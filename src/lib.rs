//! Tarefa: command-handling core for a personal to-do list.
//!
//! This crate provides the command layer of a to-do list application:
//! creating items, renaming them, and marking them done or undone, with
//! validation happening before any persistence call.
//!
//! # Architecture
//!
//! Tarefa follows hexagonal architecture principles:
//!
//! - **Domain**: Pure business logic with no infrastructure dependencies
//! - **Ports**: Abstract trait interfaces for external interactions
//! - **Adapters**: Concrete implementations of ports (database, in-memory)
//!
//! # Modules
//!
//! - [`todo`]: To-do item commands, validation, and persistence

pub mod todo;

____________________

What this task involves: The only acceptable answer is the full set of entries, repeated exactly.

The completed task:
filename src/lib.rs
//! Tarefa: command-handling core for a personal to-do list.
//!
//! This crate provides the command layer of a to-do list application:
//! creating items, renaming them, and marking them done or undone, with
//! validation happening before any persistence call.
//!
//! # Architecture
//!
//! Tarefa follows hexagonal architecture principles:
//!
//! - **Domain**: Pure business logic with no infrastructure dependencies
//! - **Ports**: Abstract trait interfaces for external interactions
//! - **Adapters**: Concrete implementations of ports (database, in-memory)
//!
//! # Modules
//!
//! - [`todo`]: To-do item commands, validation, and persistence

pub mod todo;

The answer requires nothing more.